El siguiente paso consiste en preparar la mercancía para su envío. Esto incluye:

  • Empaque al vacío o en cajas térmicas

  • Etiquetado con información de trazabilidad

  • Verificación de peso y documentación sanitaria

  • Revisión de humedad y calidad del hielo

El objetivo es garantizar que cada unidad protegida pueda resistir el traslado sin perder frío ni calidad.

Transporte hacia el contenedor refrigerado

La distancia entre las cámaras frías y el contenedor refrigerado debe ser mínima. Aquí entran en juego:

  • montacargas refrigerados
  • rutas internas optimizadas
  • personal entrenado para manipulación rápida
  • precool o preenfriamiento del contenedor antes de cargar

El contenedor nunca se carga si no ha alcanzado la temperatura deseada, que generalmente oscila entre -18°C y -25°C para productos congelados.
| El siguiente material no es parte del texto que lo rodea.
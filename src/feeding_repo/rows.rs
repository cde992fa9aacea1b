// Row <-> model conversion. Instants are stored as epoch milliseconds, dates as YYYY-MM-DD.

use chrono::{DateTime, NaiveDate, Utc};
use sqlx::Row;
use sqlx::sqlite::SqliteRow;

use crate::models::{Baby, FeedingRecord, FeedingSide};

pub(super) fn millis_to_utc(ms: i64) -> anyhow::Result<DateTime<Utc>> {
    DateTime::from_timestamp_millis(ms)
        .ok_or_else(|| anyhow::anyhow!("timestamp out of range: {}", ms))
}

pub(super) fn parse_baby_row(row: &SqliteRow) -> anyhow::Result<Baby> {
    let birth_date: String = row.try_get("birth_date")?;
    let birth_date = NaiveDate::parse_from_str(&birth_date, "%Y-%m-%d")
        .map_err(|e| anyhow::anyhow!("invalid birth_date {:?}: {}", birth_date, e))?;
    Ok(Baby {
        id: row.try_get("id")?,
        name: row.try_get("name")?,
        birth_date,
        avatar_color: row.try_get("avatar_color")?,
        created_at: millis_to_utc(row.try_get("created_at")?)?,
    })
}

pub(super) fn parse_feeding_row(row: &SqliteRow) -> anyhow::Result<FeedingRecord> {
    let amount: i64 = row.try_get("amount")?;
    let side: Option<String> = row.try_get("side")?;
    Ok(FeedingRecord {
        id: row.try_get("id")?,
        baby_id: row.try_get("baby_id")?,
        feeding_time: millis_to_utc(row.try_get("feeding_time")?)?,
        amount: u32::try_from(amount)
            .map_err(|_| anyhow::anyhow!("invalid amount in feeding row: {}", amount))?,
        notes: row.try_get("notes")?,
        side: side.as_deref().and_then(FeedingSide::from_db),
    })
}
Contenedores reefers: tecnología que garantiza estabilidad

Los contenedores refrigerados, o «reefers», son los guardianes de la cadena de frío durante el transporte. Sus sistemas permiten:

  • Monitoreo 24/7 de temperatura interna
  • Registro automático de cualquier variación
  • Circulación constante de aire frío
  • Aislamiento térmico de alta eficiencia
  • Alarmas remotas y sensores inteligentes

Para Rocmar, un contenedor solo se autoriza cuando ha sido inspeccionado, precalentado y calibrado correctamente.

Transporte terrestre sin interrupciones

El transporte hacia el almacén del cliente es otra parte crítica del proceso. Utilizamos:

  • camiones refrigerados
  • sistemas de rastreo GPS
  • control de temperatura en cabina
  • procedimientos de carga y descarga rápida

Durante el traslado, los choferes están entrenados para evitar aperturas innecesarias del contenedor, paradas prolongadas o exposiciones al calor que puedan comprometer el producto.

Llegada al almacén del cliente: entrega segura y controlada

La cadena de frío finaliza cuando el cliente recibe el producto sin que la temperatura haya sufrido variaciones críticas.

En la entrega se realizan verificaciones como:

  • Temperatura del contenedor y del producto

  • Integridad del empaque

  • Estado del hielo o congelación

  • Revisión de documentación sanitaria y trazabilidad

Esta verificación conjunta garantiza que la mercancía llega en las mismas condiciones en que salió de nuestras instalaciones.

¿Por qué es tan importante una cadena de frío sin fallas?

Una ruptura en la cadena de frío puede provocar:

  • pérdida de frescura

  • proliferación bacteriana

  • cambios de color o textura

  • pérdida de valor comercial

  • rechazo en aduanas o en destino

  • reducción de vida útil

Por eso, para Rocmar, la cadena de frío no es negociable: es un estándar que se protege en cada momento del proceso.

Conclusión: precisión, tecnología y compromiso

Una cadena de frío sin fallas es el resultado de procesos alineados, tecnología avanzada y un equipo capacitado en cada etapa. Desde la descarga en el puerto hasta la entrega en el almacén del cliente, Rocmar garantiza que cada producto se maneje con profesionalismo y control riguroso.

 

Este compromiso asegura que nuestros clientes reciban mariscos con calidad premium, listos para distribución, procesamiento o consumo inmediato, cumpliendo con las exigencias internacionales del mercado pesquero.